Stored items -
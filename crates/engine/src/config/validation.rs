//! Configuration validation for discovery settings.

use crate::config::DiscoveryConfig;
use once_cell::sync::Lazy;
use regex::Regex;
use std::net::SocketAddr;
use thiserror::Error;
use tracing::debug;

static CONTROLLER_NAME_REGEX: Lazy<Regex> =
    Lazy::new(|| Regex::new(r"^[A-Za-z_][A-Za-z0-9_]*$").expect("controller name regex should compile"));

/// Validate the entire discovery configuration.
pub fn validate_config(config: &DiscoveryConfig) -> Result<(), ValidationError> {
    if config.info.schema_version.trim().is_empty() {
        return Err(ValidationError::EmptySchemaVersion);
    }

    for name in config.include_controllers.iter().chain(&config.exclude_controllers) {
        validate_controller_name(name)?;
    }

    if let Some(name) = config
        .include_controllers
        .iter()
        .find(|name| config.exclude_controllers.contains(name))
    {
        return Err(ValidationError::ConflictingControllerLists { name: name.clone() });
    }

    config
        .http_server
        .bind_address
        .parse::<SocketAddr>()
        .map_err(|error| ValidationError::InvalidBindAddress {
            address: config.http_server.bind_address.clone(),
            reason: error.to_string(),
        })?;

    debug!(
        include = config.include_controllers.len(),
        exclude = config.exclude_controllers.len(),
        "validated discovery configuration"
    );
    Ok(())
}

/// Validate a controller name used in an inclusion or exclusion list.
pub fn validate_controller_name(name: &str) -> Result<(), ValidationError> {
    if name.is_empty() {
        return Err(ValidationError::InvalidControllerName {
            name: name.to_string(),
            reason: "Controller name cannot be empty".to_string(),
        });
    }

    if !CONTROLLER_NAME_REGEX.is_match(name) {
        return Err(ValidationError::InvalidControllerName {
            name: name.to_string(),
            reason: "Controller name must be a simple type name (letters, digits, underscores)".to_string(),
        });
    }

    Ok(())
}

/// Errors that can occur during validation.
#[derive(Debug, Error)]
pub enum ValidationError {
    #[error("Invalid controller name '{name}': {reason}")]
    InvalidControllerName { name: String, reason: String },

    #[error("Controller '{name}' is both included and excluded")]
    ConflictingControllerLists { name: String },

    #[error("Schema version cannot be empty")]
    EmptySchemaVersion,

    #[error("Invalid bind address '{address}': {reason}")]
    InvalidBindAddress { address: String, reason: String },
}

#[cfg(test)]
mod tests {
    use super::*;

    #[test]
    fn test_validate_controller_name_valid() {
        assert!(validate_controller_name("OrdersController").is_ok());
        assert!(validate_controller_name("Orders").is_ok());
        assert!(validate_controller_name("_Internal2").is_ok());
    }

    #[test]
    fn test_validate_controller_name_invalid() {
        assert!(validate_controller_name("").is_err());
        assert!(validate_controller_name("Shop.OrdersController").is_err());
        assert!(validate_controller_name("Orders Controller").is_err());
        assert!(validate_controller_name("1Orders").is_err());
    }

    #[test]
    fn test_validate_config_rejects_conflicting_lists() {
        let config = DiscoveryConfig {
            include_controllers: vec!["OrdersController".to_string()],
            exclude_controllers: vec!["OrdersController".to_string()],
            ..Default::default()
        };

        assert!(matches!(
            validate_config(&config),
            Err(ValidationError::ConflictingControllerLists { .. })
        ));
    }

    #[test]
    fn test_validate_config_rejects_blank_schema_version() {
        let mut config = DiscoveryConfig::default();
        config.info.schema_version = "  ".to_string();

        assert!(matches!(validate_config(&config), Err(ValidationError::EmptySchemaVersion)));
    }

    #[test]
    fn test_validate_config_rejects_bad_bind_address() {
        let mut config = DiscoveryConfig::default();
        config.http_server.bind_address = "localhost".to_string();

        assert!(matches!(
            validate_config(&config),
            Err(ValidationError::InvalidBindAddress { .. })
        ));
    }

    #[test]
    fn test_validate_default_config() {
        assert!(validate_config(&DiscoveryConfig::default()).is_ok());
    }
}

PROBLEM TO SOLVE -
Restate the records word for word, leaving nothing out.

TASK RESULT -
filename crates/engine/src/config/validation.rs
//! Configuration validation for discovery settings.

use crate::config::DiscoveryConfig;
use once_cell::sync::Lazy;
use regex::Regex;
use std::net::SocketAddr;
use thiserror::Error;
use tracing::debug;

static CONTROLLER_NAME_REGEX: Lazy<Regex> =
    Lazy::new(|| Regex::new(r"^[A-Za-z_][A-Za-z0-9_]*$").expect("controller name regex should compile"));

/// Validate the entire discovery configuration.
pub fn validate_config(config: &DiscoveryConfig) -> Result<(), ValidationError> {
    if config.info.schema_version.trim().is_empty() {
        return Err(ValidationError::EmptySchemaVersion);
    }

    for name in config.include_controllers.iter().chain(&config.exclude_controllers) {
        validate_controller_name(name)?;
    }

    if let Some(name) = config
        .include_controllers
        .iter()
        .find(|name| config.exclude_controllers.contains(name))
    {
        return Err(ValidationError::ConflictingControllerLists { name: name.clone() });
    }

    config
        .http_server
        .bind_address
        .parse::<SocketAddr>()
        .map_err(|error| ValidationError::InvalidBindAddress {
            address: config.http_server.bind_address.clone(),
            reason: error.to_string(),
        })?;

    debug!(
        include = config.include_controllers.len(),
        exclude = config.exclude_controllers.len(),
        "validated discovery configuration"
    );
    Ok(())
}

/// Validate a controller name used in an inclusion or exclusion list.
pub fn validate_controller_name(name: &str) -> Result<(), ValidationError> {
    if name.is_empty() {
        return Err(ValidationError::InvalidControllerName {
            name: name.to_string(),
            reason: "Controller name cannot be empty".to_string(),
        });
    }

    if !CONTROLLER_NAME_REGEX.is_match(name) {
        return Err(ValidationError::InvalidControllerName {
            name: name.to_string(),
            reason: "Controller name must be a simple type name (letters, digits, underscores)".to_string(),
        });
    }

    Ok(())
}

/// Errors that can occur during validation.
#[derive(Debug, Error)]
pub enum ValidationError {
    #[error("Invalid controller name '{name}': {reason}")]
    InvalidControllerName { name: String, reason: String },

    #[error("Controller '{name}' is both included and excluded")]
    ConflictingControllerLists { name: String },

    #[error("Schema version cannot be empty")]
    EmptySchemaVersion,

    #[error("Invalid bind address '{address}': {reason}")]
    InvalidBindAddress { address: String, reason: String },
}

#[cfg(test)]
mod tests {
    use super::*;

    #[test]
    fn test_validate_controller_name_valid() {
        assert!(validate_controller_name("OrdersController").is_ok());
        assert!(validate_controller_name("Orders").is_ok());
        assert!(validate_controller_name("_Internal2").is_ok());
    }

    #[test]
    fn test_validate_controller_name_invalid() {
        assert!(validate_controller_name("").is_err());
        assert!(validate_controller_name("Shop.OrdersController").is_err());
        assert!(validate_controller_name("Orders Controller").is_err());
        assert!(validate_controller_name("1Orders").is_err());
    }

    #[test]
    fn test_validate_config_rejects_conflicting_lists() {
        let config = DiscoveryConfig {
            include_controllers: vec!["OrdersController".to_string()],
            exclude_controllers: vec!["OrdersController".to_string()],
            ..Default::default()
        };

        assert!(matches!(
            validate_config(&config),
            Err(ValidationError::ConflictingControllerLists { .. })
        ));
    }

    #[test]
    fn test_validate_config_rejects_blank_schema_version() {
        let mut config = DiscoveryConfig::default();
        config.info.schema_version = "  ".to_string();

        assert!(matches!(validate_config(&config), Err(ValidationError::EmptySchemaVersion)));
    }

    #[test]
    fn test_validate_config_rejects_bad_bind_address() {
        let mut config = DiscoveryConfig::default();
        config.http_server.bind_address = "localhost".to_string();

        assert!(matches!(
            validate_config(&config),
            Err(ValidationError::InvalidBindAddress { .. })
        ));
    }

    #[test]
    fn test_validate_default_config() {
        assert!(validate_config(&DiscoveryConfig::default()).is_ok());
    }
}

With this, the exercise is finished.